Cant you have one system of axioms, and then another, where the corollaries of system A are axioms of system B. Like we derive B's Axioms form A's corollaries (i.e. the axioms of B actually are not axioms in system A, but are derived from system A to form the principles of B).
In that case axioms would be both derived and underived, depending on context. This is a genuine question, I am not that skilled in maths and logics.
For instance (I am guessing out of my depth here) a
Godel sentence may be treated as
an axiom in a system of alternative logic...
e.g. "
this sentence is not provable" is an axiom of a formal system with no further proofs, or
an axiom of a dialtheic logic (i.e. a logic where there can be true contradictions).
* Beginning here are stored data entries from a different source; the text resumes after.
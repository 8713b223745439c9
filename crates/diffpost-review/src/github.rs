use diffpost_core::{
    DiffpostError, ExistingComment, FilePatch, GitHubSettings, PullRequestRef, Secret,
};
use reqwest::Method;

use crate::http::{HttpClient, HttpRequest};
use crate::paginate::{collect_pages, paged_url};

const ACCEPT: &str = "application/vnd.github+json";
const API_VERSION: &str = "2022-11-28";

/// GitHub REST client for the calls a review run makes.
///
/// Every request goes through the shared [`HttpClient`], so tests can swap
/// the transport for an in-memory fake.
///
/// # Examples
///
/// ```
/// use std::sync::Arc;
/// use diffpost_core::{GitHubSettings, Secret};
/// use diffpost_review::github::GitHubClient;
/// use diffpost_review::http::{HttpClient, ReqwestTransport};
///
/// let http = HttpClient::new(Arc::new(ReqwestTransport::new().unwrap()));
/// let settings = GitHubSettings {
///     token: Secret::new("ghs_xxxx"),
///     api_url: "https://api.github.com".into(),
///     owner: "octocat".into(),
///     repo: "hello-world".into(),
/// };
/// let client = GitHubClient::new(http, &settings);
/// ```
pub struct GitHubClient {
    http: HttpClient,
    api_base: String,
    token: Secret,
}

impl GitHubClient {
    /// Create a client for the API described by `settings`.
    pub fn new(http: HttpClient, settings: &GitHubSettings) -> Self {
        Self {
            http,
            api_base: settings.api_url.trim_end_matches('/').to_string(),
            token: settings.token.clone(),
        }
    }

    /// List every changed file of a pull request, across all pages.
    ///
    /// # Errors
    ///
    /// Returns the first transport, status or decoding error encountered.
    pub async fn list_pull_files(
        &self,
        pr: &PullRequestRef,
    ) -> Result<Vec<FilePatch>, DiffpostError> {
        let url = self.repo_url(pr, &format!("pulls/{}/files", pr.number));
        let files: Vec<FilePatch> = self.list_all(&url).await?;
        tracing::info!(pr = %pr, files = files.len(), "listed pull request files");
        Ok(files)
    }

    /// List every comment on the pull request's discussion thread.
    ///
    /// # Errors
    ///
    /// Returns the first transport, status or decoding error encountered.
    pub async fn list_issue_comments(
        &self,
        pr: &PullRequestRef,
    ) -> Result<Vec<ExistingComment>, DiffpostError> {
        let url = self.repo_url(pr, &format!("issues/{}/comments", pr.number));
        let comments: Vec<ExistingComment> = self.list_all(&url).await?;
        tracing::debug!(pr = %pr, comments = comments.len(), "listed issue comments");
        Ok(comments)
    }

    /// Post a new comment on the pull request.
    ///
    /// # Errors
    ///
    /// Returns [`DiffpostError::Http`] on API errors.
    pub async fn create_comment(
        &self,
        pr: &PullRequestRef,
        body: &str,
    ) -> Result<ExistingComment, DiffpostError> {
        let url = self.repo_url(pr, &format!("issues/{}/comments", pr.number));
        let request = self
            .request(Method::POST, url)
            .json(&serde_json::json!({ "body": body }))?;
        self.http.send_json(request).await
    }

    /// Replace the body of an existing comment.
    ///
    /// # Errors
    ///
    /// Returns [`DiffpostError::Http`] on API errors.
    pub async fn update_comment(
        &self,
        pr: &PullRequestRef,
        comment_id: u64,
        body: &str,
    ) -> Result<ExistingComment, DiffpostError> {
        let url = self.repo_url(pr, &format!("issues/comments/{comment_id}"));
        let request = self
            .request(Method::PATCH, url)
            .json(&serde_json::json!({ "body": body }))?;
        self.http.send_json(request).await
    }

    async fn list_all<T>(&self, url: &str) -> Result<Vec<T>, DiffpostError>
    where
        T: serde::de::DeserializeOwned,
    {
        let http = &self.http;
        collect_pages(|page| {
            let request = self.request(Method::GET, paged_url(url, page));
            async move { http.send_json::<Vec<T>>(request).await }
        })
        .await
    }

    fn repo_url(&self, pr: &PullRequestRef, tail: &str) -> String {
        format!("{}/repos/{}/{}/{tail}", self.api_base, pr.owner, pr.repo)
    }

    fn request(&self, method: Method, url: String) -> HttpRequest {
        HttpRequest::new(method, url)
            .header("Authorization", format!("Bearer {}", self.token.expose()))
            .header("Accept", ACCEPT)
            .header("X-GitHub-Api-Version", API_VERSION)
    }
}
So you may (possiblly, if you dont use a paraconsistent logic (ie one which does not allow for ther principle of "explosion")
actually derive the axioms of the first system from a dialtheic logic, because anything follows from a contradiction (according to Bertrand Russls "principle of explosion").
And all formal systems (Godel says?) contain contradictions. So if anything follows from a contradiction,
then the axioms of A follow from the axioms of A, indirectly. Via Godel sentence B.
So axioms can be proven in a roundabout way?
(And they cant, depending on your use of the
Godel sentence.... )
So if we can prove "anything" (ie something like 1+1=2)
then we can prove literally anything (ie any statement, form the consequences of incompleteness and explosion, like 1+1=3, and 1+1=2 , and "the moon ismade from green cheese" etc etc etc ad infinitum)....
so - another educated guess - eventually if we treat the axioms of A as the "set of all sets" (is that even possible... google indicates maybe the thought has been thought before, at leats) it ie the set both contains itself (via deduction of godel sentence B) and it doesnt (via an alternative interpretation of B, where the logic halts)? So we would have a restatement of Russels paradox in terms axioms and proofs? Making it a FRACTAL!!!! So in fact axioms both are (and are not....) axioms, in that they can be proven and cannot. Yet if we prove them, we prove "anything..."
So also we have the
halting problem. In trying to prove the axioms you either halt t "this sentence is unprovable" (1st uinterpretation f Godel sentence)) or you treat it as the starting point for an alternative system in which anything can be derived (according to the contradiction interpretation of Godel sentence), including the "proof" of the first axioms A....maybe, but also an arbitrarily large system of alternatives from which there is no escape?
If you have deductive closure (ie a logical concept meaning you are commited to what can be deduced from your beliefs) then it is true that axioms (and all else in the system, maybbe) cannot be proven...
the
search for proof halts as a Godel sentence; OR: or it continues in another logical guise where infinity rules and the program runs for ever inder a different interpretation of that self same sentence...
Wittgenstein mantioned that
logical grammar is (or at least could be) arbitrary:
How many ways to play "rock paper scissors" folks?